What’s more, say researchers, the new meta analysis on over a million kids shows not only no link between vaccines and autism, but it actually shows a reduced risk of autism in children who have gotten the measles, mumps and rubella vaccine, also called the MMR vaccine. The study was massive and very well-controlled, even examining each of the sub-studies and evaluating them for possible bias. Additionally, the authors of the new study state that they have no conflicts of interest and are objective observers. The study has been published in the peer-reviewed journal Vaccines. Despite these findings, one out of four parents still believes that vaccines can cause autism and a host of other health complaints.

Celebrities like Jenny McCarthy, Alicia Silverstone and Kristin Cavalari have done much to promote the idea that parents should not vaccinate their children. McCarthy, in particular, has been vocal in her anti-vaccine stance and says that she believes her son’s diagnosis of autism was due to the vaccines he received.

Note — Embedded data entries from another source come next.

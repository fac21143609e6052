//! Condition resolver
//!
//! Asks the condition sources in priority order and publishes the first
//! reported set. Kubelet is the most proximal live signal and goes first; pool
//! degradation is structural and beats tuned detail; tuned is the last resort.
//! When nobody reports, the profile is Available.
//!
//! No status is written for a profile without an owning MachineConfigPool. The
//! pool is looked up once per pass, right after the first source answers.

use std::sync::Arc;

use kube::api::DynamicObject;
use kube::ResourceExt;
use tracing::{debug, info, instrument};

use crate::crd::PerformanceProfile;
use crate::status::conditions::available_conditions;
use crate::status::source::{ConditionSource, PoolRef, PoolResolver, SourceOutcome};
use crate::status::writer::StatusUpdater;
use crate::Error;

/// Runs the source waterfall for one profile per call
pub struct StatusResolver {
    sources: Vec<Arc<dyn ConditionSource>>,
    pools: Arc<dyn PoolResolver>,
    updater: StatusUpdater,
}

impl StatusResolver {
    /// Create a resolver with no sources; every pass reports Available
    pub fn new(pools: Arc<dyn PoolResolver>, updater: StatusUpdater) -> Self {
        Self {
            sources: Vec::new(),
            pools,
            updater,
        }
    }

    /// Kubelet, then MachineConfigPool, then tuned
    pub fn standard(
        kubelet: Arc<dyn ConditionSource>,
        pool: Arc<dyn ConditionSource>,
        tuned: Arc<dyn ConditionSource>,
        pools: Arc<dyn PoolResolver>,
        updater: StatusUpdater,
    ) -> Self {
        Self::new(pools, updater)
            .with_source(kubelet)
            .with_source(pool)
            .with_source(tuned)
    }

    /// Append a source with lower priority than the ones already added
    pub fn with_source(mut self, source: Arc<dyn ConditionSource>) -> Self {
        self.sources.push(source);
        self
    }

    /// The status updater used for writes
    pub fn updater(&self) -> &StatusUpdater {
        &self.updater
    }

    /// Derive the profile's conditions and persist them if they changed
    ///
    /// A failed source query is written as Degraded and its error returned.
    /// The owning pool is resolved once the first source has answered; if it
    /// cannot be found the pass ends without a write, whatever was reported.
    #[instrument(skip(self, profile), fields(profile = %profile.name_any()))]
    pub async fn resolve(&self, profile: &PerformanceProfile) -> Result<(), Error> {
        let mut pool: Option<PoolRef> = None;
        let mut reported = None;

        for source in &self.sources {
            if source.needs_pool() && pool.is_none() {
                match self.lookup_pool(profile).await {
                    Some(found) => pool = Some(found),
                    None => return Ok(()),
                }
            }

            let conditions = match source.evaluate(profile, pool.as_ref()).await {
                SourceOutcome::Healthy => None,
                SourceOutcome::Reported(conditions) => Some(conditions),
                SourceOutcome::Failed(cause) => {
                    return Err(self
                        .updater
                        .report_degraded(profile, source.failure_tag(), cause)
                        .await);
                }
            };

            if pool.is_none() {
                match self.lookup_pool(profile).await {
                    Some(found) => pool = Some(found),
                    None => return Ok(()),
                }
            }

            if let Some(conditions) = conditions {
                debug!(source = source.name(), "source reported conditions");
                reported = Some(conditions);
                break;
            }
        }

        if pool.is_none() && self.lookup_pool(profile).await.is_none() {
            return Ok(());
        }

        let conditions = reported.unwrap_or_else(|| available_conditions(""));
        let outcome = self.updater.update(profile, Some(conditions)).await?;
        info!(?outcome, "resolved performance profile conditions");
        Ok(())
    }

    /// Look up the owning pool; `None` means the pass must not write
    async fn lookup_pool(&self, profile: &PerformanceProfile) -> Option<PoolRef> {
        match self.pools.owning_pool(profile).await {
            Ok(pool) => Some(pool),
            Err(e) => {
                debug!(
                    error = %e,
                    "owning machine config pool not resolved, skipping status update"
                );
                None
            }
        }
    }

    /// [`resolve`](Self::resolve) for an untyped object
    ///
    /// Fails with [`Error::WrongKind`] before any query if the object is not a
    /// PerformanceProfile.
    pub async fn resolve_dynamic(&self, obj: &DynamicObject) -> Result<(), Error> {
        let profile = PerformanceProfile::from_dynamic(obj)?;
        self.resolve(&profile).await
    }
}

While this new study is the largest of its kind and supports an extensive body of established research in this field, other studies have shown that the more pro-vaccine information is given to the public, the more the vaccine doubters resist the science behind the discussion. In fact, a study recently published in the journal Pediatrics showed that pro-vaccine information tended to strengthen the beliefs and fears of the people who believe that there is a link between vaccines and autism.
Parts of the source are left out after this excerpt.